* Problem to solve *
Count the lines of the records below that hold the word "Debug", and give only the number.

* Data to process *
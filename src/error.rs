//! Error types for ohlcv-features

use thiserror::Error;

/// Main error type for the feature pipeline
#[derive(Error, Debug)]
pub enum FeatureError {
    #[error("Column not found: {0}")]
    MissingColumn(String),

    #[error("Invalid parameter: {0}")]
    InvalidParameter(String),

    #[error("Invalid split ratio {0}: must be in (0, 1]")]
    InvalidSplitRatio(f64),

    #[error("Indicator {kind} unavailable for {ticker} (period {period})")]
    IndicatorUnavailable {
        kind: String,
        ticker: String,
        period: u32,
    },

    #[error("Date parse error: {0}")]
    DateParse(String),

    #[error("Invalid pipeline step: {0}")]
    InvalidStep(String),

    #[error("Column '{0}' is not numeric")]
    NonNumericColumn(String),

    #[error("Data error: {0}")]
    DataError(String),

    #[error("Configuration error: {0}")]
    ConfigError(String),

    #[error("Polars error: {0}")]
    Polars(#[from] polars::prelude::PolarsError),

    #[error("CSV error: {0}")]
    Csv(#[from] csv::Error),

    #[error("IO error: {0}")]
    IoError(#[from] std::io::Error),

    #[error("Serialization error: {0}")]
    SerdeError(#[from] serde_json::Error),

    #[error("TOML error: {0}")]
    TomlError(#[from] toml::de::Error),
}

/// Result type alias for feature pipeline operations
pub type Result<T> = std::result::Result<T, FeatureError>;
//! # Money Module
//!
//! Provides the `Money` type for handling monetary values safely.
//!
//! ## Why Integer Money?
//! ```text
//! ┌─────────────────────────────────────────────────────────────────────────┐
//! │  THE FLOATING POINT PROBLEM                                             │
//! │                                                                         │
//! │  In floating point:                                                     │
//! │    0.1 + 0.2 = 0.30000000000000004  ❌ WRONG!                           │
//! │                                                                         │
//! │  A sale total must recompute identically after reload. With floats,     │
//! │  summing line totals in a different order can change the result.        │
//! │                                                                         │
//! │  OUR SOLUTION: Integer Cents                                            │
//! │    2499 cents × 5 + 3999 cents × 2 = 20493 cents, every time            │
//! │                                                                         │
//! └─────────────────────────────────────────────────────────────────────────┘
//! ```
//!
//! ## Usage
//! ```rust
//! use sales_core::money::Money;
//!
//! // Create from cents (preferred)
//! let price = Money::from_cents(2499); // $24.99
//!
//! // Arithmetic operations
//! let line_total = price * 5;                  // $124.95
//! let total = line_total + Money::from_cents(7998); // $204.93
//! ```

use serde::{Deserialize, Serialize};
use std::fmt;
use std::ops::{Add, AddAssign, Mul, Sub, SubAssign};

// =============================================================================
// Money Type
// =============================================================================

/// Represents a monetary value in the smallest currency unit (cents for USD).
///
/// ## Design Decisions
/// - **i64 (signed)**: leaves room for negative values (refund math in
///   reports) even though catalog prices are non-negative
/// - **Single field tuple struct**: zero-cost abstraction over i64
/// - **Derives**: full serde support for receipts and reports
#[derive(Debug, Clone, Copy, PartialEq, Eq, PartialOrd, Ord, Hash, Serialize, Deserialize)]
pub struct Money(i64);

impl Money {
    /// Creates a Money value from cents (the smallest currency unit).
    ///
    /// ## Example
    /// ```rust
    /// use sales_core::money::Money;
    ///
    /// let price = Money::from_cents(1099); // Represents $10.99
    /// assert_eq!(price.cents(), 1099);
    /// ```
    ///
    /// ## Why Cents?
    /// Using the smallest unit eliminates all floating-point concerns.
    /// The database, calculations, and reports all use cents.
    /// Only the terminal converts to dollars for display.
    #[inline]
    pub const fn from_cents(cents: i64) -> Self {
        Money(cents)
    }

    /// Creates a Money value from major and minor units (dollars and cents).
    ///
    /// ## Example
    /// ```rust
    /// use sales_core::money::Money;
    ///
    /// let price = Money::from_major_minor(24, 99); // $24.99
    /// assert_eq!(price.cents(), 2499);
    /// ```
    ///
    /// ## Note
    /// For negative amounts, only the major unit should be negative.
    /// `from_major_minor(-5, 50)` = -$5.50, not -$4.50
    #[inline]
    pub const fn from_major_minor(major: i64, minor: i64) -> Self {
        if major < 0 {
            Money(major * 100 - minor)
        } else {
            Money(major * 100 + minor)
        }
    }

    /// Returns the value in cents (smallest currency unit).
    #[inline]
    pub const fn cents(&self) -> i64 {
        self.0
    }

    /// Returns the major unit (dollars) portion.
    #[inline]
    pub const fn dollars(&self) -> i64 {
        self.0 / 100
    }

    /// Returns the minor unit (cents) portion (always 0-99).
    #[inline]
    pub const fn cents_part(&self) -> i64 {
        (self.0 % 100).abs()
    }

    /// Returns zero money value.
    #[inline]
    pub const fn zero() -> Self {
        Money(0)
    }

    /// Checks if the value is zero.
    #[inline]
    pub const fn is_zero(&self) -> bool {
        self.0 == 0
    }

    /// Checks if the value is negative (less than zero).
    #[inline]
    pub const fn is_negative(&self) -> bool {
        self.0 < 0
    }

    /// Multiplies money by a quantity.
    ///
    /// ## Example
    /// ```rust
    /// use sales_core::money::Money;
    ///
    /// let unit_price = Money::from_cents(2499); // $24.99
    /// let line_total = unit_price.multiply_quantity(5);
    /// assert_eq!(line_total.cents(), 12495); // $124.95
    /// ```
    #[inline]
    pub const fn multiply_quantity(&self, qty: i64) -> Self {
        Money(self.0 * qty)
    }
}

// =============================================================================
// Trait Implementations
// =============================================================================

/// Display implementation shows money in a human-readable format.
impl fmt::Display for Money {
    fn fmt(&self, f: &mut fmt::Formatter<'_>) -> fmt::Result {
        let sign = if self.0 < 0 { "-" } else { "" };
        write!(
            f,
            "{}${}.{:02}",
            sign,
            self.dollars().abs(),
            self.cents_part()
        )
    }
}

/// Default money is zero.
impl Default for Money {
    fn default() -> Self {
        Money::zero()
    }
}

impl Add for Money {
    type Output = Self;

    #[inline]
    fn add(self, other: Self) -> Self {
        Money(self.0 + other.0)
    }
}

impl AddAssign for Money {
    #[inline]
    fn add_assign(&mut self, other: Self) {
        self.0 += other.0;
    }
}

impl Sub for Money {
    type Output = Self;

    #[inline]
    fn sub(self, other: Self) -> Self {
        Money(self.0 - other.0)
    }
}

impl SubAssign for Money {
    #[inline]
    fn sub_assign(&mut self, other: Self) {
        self.0 -= other.0;
    }
}

/// Multiplication by integer (for quantity calculations).
impl Mul<i64> for Money {
    type Output = Self;

    #[inline]
    fn mul(self, qty: i64) -> Self {
        Money(self.0 * qty)
    }
}

// =============================================================================
// Unit Tests
// =============================================================================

* Final answer *
2